Figure 1(a) shows the trace \(\mathcal {L}\) of the beginning of an AES encryption on a smartcard. We see about \(3100\) clock cycles (\(435000\) time samples). It is not possible to distinguish individual operations by visual inspection of the trace.

One way to identify the precise timing of individual operations, consists in using a clone device, where the masks can be set to zero or are known. In this case, several monovariate CPAs [1] can be computed to disclose the exact sample(s) in which each operation leaks as illustrated in Fig. 1(b). Such an analysis seems impossible, without the access to a clone device. However, without any information on the masks, an attacker can compute the several moments or filter the traces. Figure 1(c) plots the variance of the average of the traces computed over each clock cycle. It clearly reveals the structure of one AES round: AddRoundKey (16 identical operations), followed by SubBytes (16 identical operations), ShiftRows (3 identical operations on rows — indeed, the first row is unchanged by ShiftRows), MixColumns (4 identical operations on columns), and AddRoundKey again (corresponding to the second round). The notations in Fig. 1 are as follows: \(\mathcal {L}_0\) and \(\mathcal {L}_1\) (\(\mathcal {L}_0, \mathcal {L}_1 \subset \mathcal {L}\); \(\mathcal {L}(t_0)\in \mathcal {L}_0\) and \(\mathcal {L}(t_1)\in \mathcal {L}_1\)) are the windows in which the shares \(\#0\) and \(\#1\) are expected to leak (they correspond to the so-called educated guesses coined by Oswald et al. [11]); \(n_0\) and \(n_1\) are the width of windows \(\mathcal {L}_0\) and \(\mathcal {L}_1\), in terms of sample count. For the sake of simplicity, we assume \(n_0=n_1=n\). Typically, \(\mathcal {L}\) has few hundreds of thousand samples (e.g., \(435000\) in Fig. 1), whereas \(n_0\) and \(n_1\) may vary from a few hundreds to a couple of thousands.

Fig. 1.
figure 1

Analyses on traces collected from the first round of a masked AES in software

Our Contributions. In this paper, we propose five practical methods to make 2O-CPA attacks feasible on first-order masking schemes. All five proposed methods are generic in nature and need no knowledge of leaking time samples. The common feature of our attacks is to turn a bivariate leakage into a monovariate leakage (thanks to a combination that creates a sum of weighted products), that can be exploited by a classical zero-offset second-order attack. We base ourselves in the role of an attacker, who has a rough estimate of the zones in \(\mathcal {L}\) where the leakages \(t_0\) and \(t_1\) are likely to be situated (that we call time intervals \(\mathcal {L}_0\) and \(\mathcal {L}_1\)). In particular, our preprocessing methods convert two leakage windows of size \(n\) into a new window of size \(2n\) or \(n\), depending on the applied technique. Remarkably, these operations remain in complexity \(\mathcal {O}(n \log _2 n)\), i.e., sub-quadratic. We show that our methods allow faster attacks (in terms of number of queries for the 2O-CPA to reach \(80\,\%\) success rate) than the generalization of FFT-2DPA on two windows. This gain comes from two major factors:

  1. 1.

    The phase information is kept intact, and

  2. 2.

    The operation is performed in frequency domain.

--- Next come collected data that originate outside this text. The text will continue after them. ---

//! Physical-tick bootstrap.
//!
//! The engine never spins on its own; when work lands in an empty queue
//! outside a tick, it asks the installed [`TickDriver`] for one physical
//! tick. Which host primitive would carry that request is decided once, by
//! feature detection over the declared [`HostCapabilities`], in preference
//! order: settled host promise, immediate dispatch, mutation observer,
//! zero-delay timer.
//!
//! Drivers are swappable at runtime; test harnesses install their own and
//! step the engine explicitly.

use serde::{Deserialize, Serialize};
use std::fmt;

/// The host primitive used to schedule a physical tick.
#[derive(Debug, Clone, Copy, PartialEq, Eq, Serialize, Deserialize)]
pub enum BootstrapKind {
    /// `then` on an already-resolved host promise re-enters the drain.
    SettledHostPromise,
    /// The host's immediate-dispatch primitive.
    ImmediateDispatch,
    /// A one-shot mutation observation on a detached node.
    MutationObserver,
    /// A zero-delay timer.
    ZeroTimer,
}

impl BootstrapKind {
    /// Picks the bootstrap primitive for the given capabilities.
    pub fn detect(caps: &HostCapabilities) -> Self {
        if caps.settled_promise {
            Self::SettledHostPromise
        } else if caps.immediate {
            Self::ImmediateDispatch
        } else if caps.mutation_observer {
            Self::MutationObserver
        } else {
            Self::ZeroTimer
        }
    }
}

impl fmt::Display for BootstrapKind {
    fn fmt(&self, f: &mut fmt::Formatter<'_>) -> fmt::Result {
        match self {
            Self::SettledHostPromise => f.write_str("settled_host_promise"),
            Self::ImmediateDispatch => f.write_str("immediate_dispatch"),
            Self::MutationObserver => f.write_str("mutation_observer"),
            Self::ZeroTimer => f.write_str("zero_timer"),
        }
    }
}

/// One-shot async primitives the embedding host offers.
///
/// A zero-delay timer is assumed always available.
#[derive(Debug, Clone, Copy, PartialEq, Eq, Serialize, Deserialize)]
pub struct HostCapabilities {
    /// The host can chain through an already-resolved promise.
    pub settled_promise: bool,
    /// The host has an immediate-dispatch primitive.
    pub immediate: bool,
    /// The host can observe mutations on a detached node.
    pub mutation_observer: bool,
}

impl HostCapabilities {
    /// Capabilities of a bare host: timer only.
    pub fn timer_only() -> Self {
        Self {
            settled_promise: false,
            immediate: false,
            mutation_observer: false,
        }
    }

    /// Declares a settled-promise primitive.
    pub fn with_settled_promise(mut self, yes: bool) -> Self {
        self.settled_promise = yes;
        self
    }

    /// Declares an immediate-dispatch primitive.
    pub fn with_immediate(mut self, yes: bool) -> Self {
        self.immediate = yes;
        self
    }

    /// Declares a mutation-observer primitive.
    pub fn with_mutation_observer(mut self, yes: bool) -> Self {
        self.mutation_observer = yes;
        self
    }
}

impl Default for HostCapabilities {
    fn default() -> Self {
        Self {
            settled_promise: true,
            immediate: false,
            mutation_observer: false,
        }
    }
}

/// Receives physical-tick requests from the engine.
///
/// The engine calls [`request_tick`](TickDriver::request_tick) at most once
/// per quiescent period (the `needs_bootstrap` flag dedupes). The embedder
/// consumes requests with [`take_request`](TickDriver::take_request) and runs
/// `PromiseEngine::run_tick` once per request.
pub trait TickDriver: fmt::Debug {
    /// A physical tick is needed; `kind` names the primitive that would
    /// carry it on a real host.
    fn request_tick(&mut self, kind: BootstrapKind);

    /// Consumes one pending request, if any.
    fn take_request(&mut self) -> bool;

    /// Number of unconsumed requests.
    fn pending_requests(&self) -> u64;
}

/// Default driver: counts requests for the embedder to consume.
#[derive(Debug, Clone, Copy, Default, PartialEq, Eq)]
pub struct CountingDriver {
    pending: u64,
    total: u64,
}

impl CountingDriver {
    /// Creates a driver with no pending requests.
    pub fn new() -> Self {
        Self::default()
    }

    /// Requests ever received.
    pub fn total_requests(&self) -> u64 {
        self.total
    }
}

impl TickDriver for CountingDriver {
    fn request_tick(&mut self, _kind: BootstrapKind) {
        self.pending += 1;
        self.total += 1;
    }

    fn take_request(&mut self) -> bool {
        if self.pending > 0 {
            self.pending -= 1;
            true
        } else {
            false
        }
    }

    fn pending_requests(&self) -> u64 {
        self.pending
    }
}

As shown later, the leakage has a specific signature in terms of waveform shape, and in our implementation, there are multiple occurrences in time of the leakage. The representation in the frequency domain allows to regroup all these leakages, that combine constructively because they share the same waveform. Thus, the gain in terms of success rate is evident, since the signal is magnified at constant noise. Besides, from a computational point of view, the attack still stays on a linear number of points (\(n\) or \(2n\)).

Outline of the Paper. The rest of the paper is organized as follows. Preliminaries of tools related to time-frequency conversion are introduced in Sect. 2. Section 3 describes the five proposed preprocessing techniques, using time-frequency conversion tools. The attacks are then applied on a real masking implementation running on an 8-bit AVR smartcard (in Sect. 4). Section 5 provides further insights into the proposed attacks and their standing as compared to the state-of-the-art. Finally, conclusions and perspectives are drawn in Sect. 6.

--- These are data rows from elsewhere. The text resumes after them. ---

//! [`RenderDevice`] over wgpu.
//!
//! Owns the three bind group layouts every program shares:
//!
//! | Group | Binding | Contents                                     |
//! |-------|---------|----------------------------------------------|
//! | 0     | 0       | [`FrameUniforms`]                            |
//! | 0     | 1       | [`LightUniforms`]                            |
//! | 1     | 0       | [`DrawUniforms`], dynamic offset per draw    |
//! | 2     | 0..=2   | diffuse, normal and height textures          |
//! | 2     | 3       | sampler                                      |
//!
//! Missing material stages are bound to 1x1 defaults so every program can
//! sample all three.

use std::num::NonZeroU64;

use wgpu::util::DeviceExt;

use crate::config::AssetsSection;
use crate::error::{Error, Result};
use crate::geometry::{GeometryKind, MeshData, Vertex};
use crate::gpu::GpuContext;
use crate::shape::{Instance, RenderMode};
use crate::texture::Texture;

use super::device::RenderDevice;
use super::pipeline::PipelineState;
use super::shaders::embedded_shader;
use super::uniforms::{DrawUniforms, FrameUniforms, LightUniforms};

pub struct GeometryBuffers {
    pub vertex: wgpu::Buffer,
    pub index: wgpu::Buffer,
}

pub struct WgpuDevice {
    device: wgpu::Device,
    queue: wgpu::Queue,
    surface_format: wgpu::TextureFormat,
    assets: AssetsSection,
    frame_layout: wgpu::BindGroupLayout,
    draw_layout: wgpu::BindGroupLayout,
    material_layout: wgpu::BindGroupLayout,
    pipeline_layout: wgpu::PipelineLayout,
    white: Texture,
    flat_normal: Texture,
    flat_height: Texture,
}

impl WgpuDevice {
    pub fn new(gpu: &GpuContext, assets: AssetsSection) -> Self {
        let device = &gpu.device;

        let frame_layout = device.create_bind_group_layout(&wgpu::BindGroupLayoutDescriptor {
            label: Some("Frame Bind Group Layout"),
            entries: &[
                uniform_entry(0, std::mem::size_of::<FrameUniforms>() as u64, false),
                uniform_entry(1, std::mem::size_of::<LightUniforms>() as u64, false),
            ],
        });

        let draw_layout = device.create_bind_group_layout(&wgpu::BindGroupLayoutDescriptor {
            label: Some("Draw Bind Group Layout"),
            entries: &[uniform_entry(
                0,
                std::mem::size_of::<DrawUniforms>() as u64,
                true,
            )],
        });

        let material_layout = device.create_bind_group_layout(&wgpu::BindGroupLayoutDescriptor {
            label: Some("Material Bind Group Layout"),
            entries: &[
                texture_entry(0),
                texture_entry(1),
                texture_entry(2),
                wgpu::BindGroupLayoutEntry {
                    binding: 3,
                    visibility: wgpu::ShaderStages::FRAGMENT,
                    ty: wgpu::BindingType::Sampler(wgpu::SamplerBindingType::Filtering),
                    count: None,
                },
            ],
        });

        let pipeline_layout = device.create_pipeline_layout(&wgpu::PipelineLayoutDescriptor {
            label: Some("Scene Pipeline Layout"),
            bind_group_layouts: &[&frame_layout, &draw_layout, &material_layout],
            push_constant_ranges: &[],
        });

        Self {
            white: Texture::white(device, &gpu.queue),
            flat_normal: Texture::flat_normal(device, &gpu.queue),
            flat_height: Texture::flat_height(device, &gpu.queue),
            device: device.clone(),
            queue: gpu.queue.clone(),
            surface_format: gpu.config.format,
            assets,
            frame_layout,
            draw_layout,
            material_layout,
            pipeline_layout,
        }
    }

    pub fn frame_layout(&self) -> &wgpu::BindGroupLayout {
        &self.frame_layout
    }

    pub fn draw_layout(&self) -> &wgpu::BindGroupLayout {
        &self.draw_layout
    }

    fn shader_source(&self, key: &str) -> Result<String> {
        if let Some(source) = embedded_shader(key) {
            return Ok(source.to_owned());
        }
        std::fs::read_to_string(key).map_err(|err| {
            log::error!("Shader {key} is not built in and could not be read: {err}");
            Error::Shader(key.to_owned())
        })
    }
}

fn uniform_entry(binding: u32, size: u64, dynamic: bool) -> wgpu::BindGroupLayoutEntry {
    wgpu::BindGroupLayoutEntry {
        binding,
        visibility: wgpu::ShaderStages::VERTEX | wgpu::ShaderStages::FRAGMENT,
        ty: wgpu::BindingType::Buffer {
            ty: wgpu::BufferBindingType::Uniform,
            has_dynamic_offset: dynamic,
            min_binding_size: NonZeroU64::new(size),
        },
        count: None,
    }
}

fn texture_entry(binding: u32) -> wgpu::BindGroupLayoutEntry {
    wgpu::BindGroupLayoutEntry {
        binding,
        visibility: wgpu::ShaderStages::FRAGMENT,
        ty: wgpu::BindingType::Texture {
            sample_type: wgpu::TextureSampleType::Float { filterable: true },
            view_dimension: wgpu::TextureViewDimension::D2,
            multisampled: false,
        },
        count: None,
    }
}

impl RenderDevice for WgpuDevice {
    type Geometry = GeometryBuffers;
    type Texture = Texture;
    type Program = wgpu::ShaderModule;
    type Pipeline = wgpu::RenderPipeline;
    type Material = wgpu::BindGroup;
    type InstanceBuffer = wgpu::Buffer;

    fn create_geometry(&mut self, kind: GeometryKind, mesh: &MeshData) -> Result<GeometryBuffers> {
        let vertex = self
            .device
            .create_buffer_init(&wgpu::util::BufferInitDescriptor {
                label: Some(&format!("{} Vertices", kind.label())),
                contents: bytemuck::cast_slice(&mesh.vertices),
                usage: wgpu::BufferUsages::VERTEX,
            });
        let index = self
            .device
            .create_buffer_init(&wgpu::util::BufferInitDescriptor {
                label: Some(&format!("{} Indices", kind.label())),
                contents: bytemuck::cast_slice(&mesh.indices),
                usage: wgpu::BufferUsages::INDEX,
            });
        Ok(GeometryBuffers { vertex, index })
    }

    fn load_texture(&mut self, path: &str) -> Result<Texture> {
        let file = self.assets.resolve(path);
        Ok(Texture::load_or_substitute(
            &self.device,
            &self.queue,
            &file,
            path,
        ))
    }

    fn create_program(&mut self, key: &str) -> Result<wgpu::ShaderModule> {
        let source = self.shader_source(key)?;

        self.device.push_error_scope(wgpu::ErrorFilter::Validation);
        let module = self
            .device
            .create_shader_module(wgpu::ShaderModuleDescriptor {
                label: Some(key),
                source: wgpu::ShaderSource::Wgsl(source.into()),
            });
        if let Some(err) = pollster::block_on(self.device.pop_error_scope()) {
            log::error!("Shader {key} failed to compile: {err}");
            return Err(Error::Shader(key.to_owned()));
        }
        Ok(module)
    }

    fn create_pipeline(
        &mut self,
        key: &str,
        program: &wgpu::ShaderModule,
        mode: RenderMode,
    ) -> Result<wgpu::RenderPipeline> {
        let state = PipelineState::for_mode(mode);

        self.device.push_error_scope(wgpu::ErrorFilter::Validation);
        let pipeline = self
            .device
            .create_render_pipeline(&wgpu::RenderPipelineDescriptor {
                label: Some(&format!("{key} Pipeline ({mode:?})")),
                layout: Some(&self.pipeline_layout),
                vertex: wgpu::VertexState {
                    module: program,
                    entry_point: Some("vs_main"),
                    buffers: &[Vertex::LAYOUT, Instance::LAYOUT],
                    compilation_options: Default::default(),
                },
                fragment: Some(wgpu::FragmentState {
                    module: program,
                    entry_point: Some("fs_main"),
                    targets: &[Some(wgpu::ColorTargetState {
                        format: self.surface_format,
                        blend: state.blend,
                        write_mask: wgpu::ColorWrites::ALL,
                    })],
                    compilation_options: Default::default(),
                }),
                primitive: state.primitive(),
                depth_stencil: Some(state.depth_stencil()),
                multisample: wgpu::MultisampleState::default(),
                multiview: None,
                cache: None,
            });
        if let Some(err) = pollster::block_on(self.device.pop_error_scope()) {
            log::error!("Pipeline for shader {key} is invalid: {err}");
            return Err(Error::Shader(key.to_owned()));
        }
        Ok(pipeline)
    }

    fn create_material(
        &mut self,
        diffuse: Option<&Texture>,
        normal: Option<&Texture>,
        height: Option<&Texture>,
    ) -> Result<wgpu::BindGroup> {
        let diffuse = diffuse.unwrap_or(&self.white);
        let normal = normal.unwrap_or(&self.flat_normal);
        let height = height.unwrap_or(&self.flat_height);

        Ok(self.device.create_bind_group(&wgpu::BindGroupDescriptor {
            label: Some("Material Bind Group"),
            layout: &self.material_layout,
            entries: &[
                wgpu::BindGroupEntry {
                    binding: 0,
                    resource: wgpu::BindingResource::TextureView(&diffuse.view),
                },
                wgpu::BindGroupEntry {
                    binding: 1,
                    resource: wgpu::BindingResource::TextureView(&normal.view),
                },
                wgpu::BindGroupEntry {
                    binding: 2,
                    resource: wgpu::BindingResource::TextureView(&height.view),
                },
                wgpu::BindGroupEntry {
                    binding: 3,
                    resource: wgpu::BindingResource::Sampler(&diffuse.sampler),
                },
            ],
        }))
    }

    fn create_instance_buffer(
        &mut self,
        label: &str,
        instances: &[Instance],
        capacity: usize,
    ) -> Result<wgpu::Buffer> {
        let stride = std::mem::size_of::<Instance>() as u64;
        let buffer = self.device.create_buffer(&wgpu::BufferDescriptor {
            label: Some(label),
            size: capacity.max(1) as u64 * stride,
            usage: wgpu::BufferUsages::VERTEX | wgpu::BufferUsages::COPY_DST,
            mapped_at_creation: false,
        });
        self.write_instances(&buffer, instances);
        Ok(buffer)
    }

    fn write_instances(&mut self, buffer: &wgpu::Buffer, instances: &[Instance]) {
        if !instances.is_empty() {
            self.queue
                .write_buffer(buffer, 0, bytemuck::cast_slice(instances));
        }
    }
}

2 Tools for Time-Frequency Analysis

This section provides a short background on common tools used in time-frequency analysis, which are then used in the proposed attacks in Sect. 3.

2.1 Discrete Fourier Transform

Definition 1

(DFT). The discrete Fourier transform of a sequence \(Y\in \mathbb {R}^n\) is another sequence \(\mathsf {DFT}\left[ Y \right] \in \mathbb {C}^n\) such as

where is one of the (square) roots of \(1\) in \(\mathbb {C}\) that is different from \(\pm 1\).

Property 1

(Inverse DFT). The DFT can be inversed with the inverse DFT such that \(\mathsf {IDFT}\left[ \mathsf {DFT}\left[ Y \right] \right] =Y\), where .

Definition 2

(Cross-correlation). The (circular) cross-correlation of two discrete sequences \(X\) and \(Y\) of \(n\) samples is defined by

$$\begin{aligned} (X \star Y)(t) = \sum _{t'=0}^{n-1} X(t') \cdot Y(t'+t \mod n). \end{aligned}$$

Theorem 1

(Cross-correlation theorem). Again let \(X\) and \(Y\) be two discrete sequences of \(n\) samples in time domain, then

$$\begin{aligned} (X \star Y)(t) = \sqrt{n} \cdot \mathsf {IDFT}\left[ \overline{\mathsf {DFT}\left[ X \right] } \cdot \mathsf {DFT}\left[ Y \right] \right] , \end{aligned}$$

where \(\overline{\,\cdot \,}\) denotes complex conjugation.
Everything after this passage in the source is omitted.